A new method of summing deflections was therefore developed where the forces causing deflections were assumed to be those at the middle of the section (Figure. These ratios were calculated for each of the three positions at which deflections were measured. The average of the three ratios for each beam has been found and these are given in the chart below.
The deflection results for Test Beams 2A and 3B are shown in Figures 4.7 and 4.8 respectively, and the deflection ratios for all test beams are shown in Figure 4.9.
Proposed new methods
- Vierendeel Method
- Finite Element Analysis
This includes the tee that spans half the opening and a quarter of the adjacent track post, which forms a cantilevered section that can be approximated as a stepped tee (Figure 4.10). The total Vierendeel deflection was the sum of the Vierendeel deflections at all openings between the support and the position where the deflection was calculated. The total deflection was the sum of the primary deflection deflection and the Vierendeel deflection.

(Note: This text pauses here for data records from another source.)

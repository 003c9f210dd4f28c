//! Outbound notifications for the engine/game layer (spawns, audio cues,
//! end-of-fight signals). The core never plays sounds or instantiates
//! prefabs itself; shockwaves and clones are the exception, they are
//! simulated here and also announced.

use bevy::prelude::*;

#[derive(Debug, Clone, Copy, PartialEq, Eq, Hash, Reflect)]
pub enum SpawnKind {
    /// Coin drop from a dead enemy
    Loot,
    Shockwave,
    ShadowClone,
    /// Ground marker shown during the charge telegraph
    ChargeWarning,
    DashEffect,
}

#[derive(Event, Debug, Clone, Copy, PartialEq)]
pub struct SpawnRequest {
    pub kind: SpawnKind,
    pub position: Vec2,
    /// Entity that caused the spawn
    pub source: Option<Entity>,
    /// Destroy the spawned object after this many seconds
    pub lifetime: Option<f32>,
}

#[derive(Debug, Clone, Copy, PartialEq, Eq, Hash, Reflect)]
pub enum CueKind {
    Hurt,
    Death,
    /// Boss phase change
    Roar,
    Charge,
    Spin,
    Dash,
    Swing,
    Shockwave,
}

/// Audio/VFX hook.
#[derive(Event, Debug, Clone, Copy, PartialEq, Eq)]
pub struct CombatCue {
    pub entity: Entity,
    pub cue: CueKind,
}

#[derive(Event, Debug, Clone, Copy, PartialEq, Eq)]
pub struct BossDefeated {
    pub boss: Entity,
}

/// Player death has played out; the run counter and scene transition are
/// handled by whoever listens.
#[derive(Event, Debug, Clone, Copy, PartialEq, Eq)]
pub struct PlayerDefeated {
    pub player: Entity,
}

The results for test beams 2A and 3B are shown in Figures 4.11 and 4.12, respectively; and bending ratios for all test members are shown in Figure 4.13. Figure 4.13 shows that this is true for all beams except beam 1A. One output of a finite element analysis program is the displacements at each nodal point.
This is seen to be the case for all the beams except beams 1A and 3A in Figure 4.17.
Summary
Deflections calculated with this method in beams with a small shear-to-moment ratio are larger than the experimental ones and in beams with a large shear-to-moment ratio are smaller than the experimental ones, although the average of the deflection ratios close to unity are . This can be seen from the scatterplot by the lack of clustering of deflection ratios around unity. The deflection ratios of the Four-part method are clustered around unity for the lower shear-to-moment ratios.

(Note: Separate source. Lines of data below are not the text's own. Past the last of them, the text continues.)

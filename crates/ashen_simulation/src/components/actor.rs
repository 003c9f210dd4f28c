//! Actor kind markers + faction

use bevy::prelude::*;

#[derive(Component, Debug, Clone, Copy, Default, Reflect)]
#[reflect(Component)]
pub struct Player;

/// Basic melee enemy
#[derive(Component, Debug, Clone, Copy, Default, Reflect)]
#[reflect(Component)]
pub struct Enemy;

#[derive(Component, Debug, Clone, Copy, Default, Reflect)]
#[reflect(Component)]
pub struct Boss;

/// Phase 3 helper spawned by the boss
#[derive(Component, Debug, Clone, Copy, Default, Reflect)]
#[reflect(Component)]
pub struct ShadowClone;

/// Which side a hit surface belongs to. Weapons only hit the other side.
#[derive(Component, Debug, Clone, Copy, PartialEq, Eq, Hash, Default, Reflect)]
#[reflect(Component)]
pub enum Faction {
    Player,
    #[default]
    Hostile,
}

impl Faction {
    pub fn is_hostile_to(&self, other: Faction) -> bool {
        *self != other
    }
}

/// Kind tag carried by notifications (death, damage).
#[derive(Debug, Clone, Copy, PartialEq, Eq, Hash, Reflect)]
pub enum ActorKind {
    Player,
    Enemy,
    Boss,
    ShadowClone,
}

As with the other methods, the deflection ratios decrease with increasing shear-moment ratios, but the agreement between the theoretical and experimental values is good. This scatterplot shows a clustering of deflection ratios around unity, as well as a decrease in deflection ratios with an increase in shear-moment ratios. All these observations can be summarized by plotting normal distributions for the deflection ratios.
All deflection ratios were multiplied by the reciprocal of their mean, and the normal distributions were reslotted, as in Figure 4.23.
Introduction
The design charts predicted the Vierendeel error for all test beams, which was correct for beams 1, 2, and 3 for the midspan and third point load cases. Beam 4A failed due to pure bending, and it can be seen from the design diagrams in Section 3.4.1.3 that the beam line lies closer to the moment axis than the beam line for the other test beams. Design charts are quick and easy to use and can be used with any load case, unlike a spreadsheet.
This method would be impractical for use in the design office as it is very time consuming. The computer program and the spreadsheet are designed to handle simply supported beams with point loads at midspan or at the third points. The design charts, which are also based on the plastic Four-Part method, can be used for any combination of internal shear and bending moment.
This enables them to be used for beams with different end conditions, continuous beams or beams with loads other than mid-span or third point loads.
Deflections
Summary
The plastic Four-Part design chart method has been found to be the most accurate and practical method for calculating failures and predicting failure modes. The Four Part Deflection method has been found to be the most accurate and practical method to calculate deflections.
Future Work
Journal of the Structural Division, Proceedings of the American Society of Civil Engineers, Januarie 1968, pp 1-17.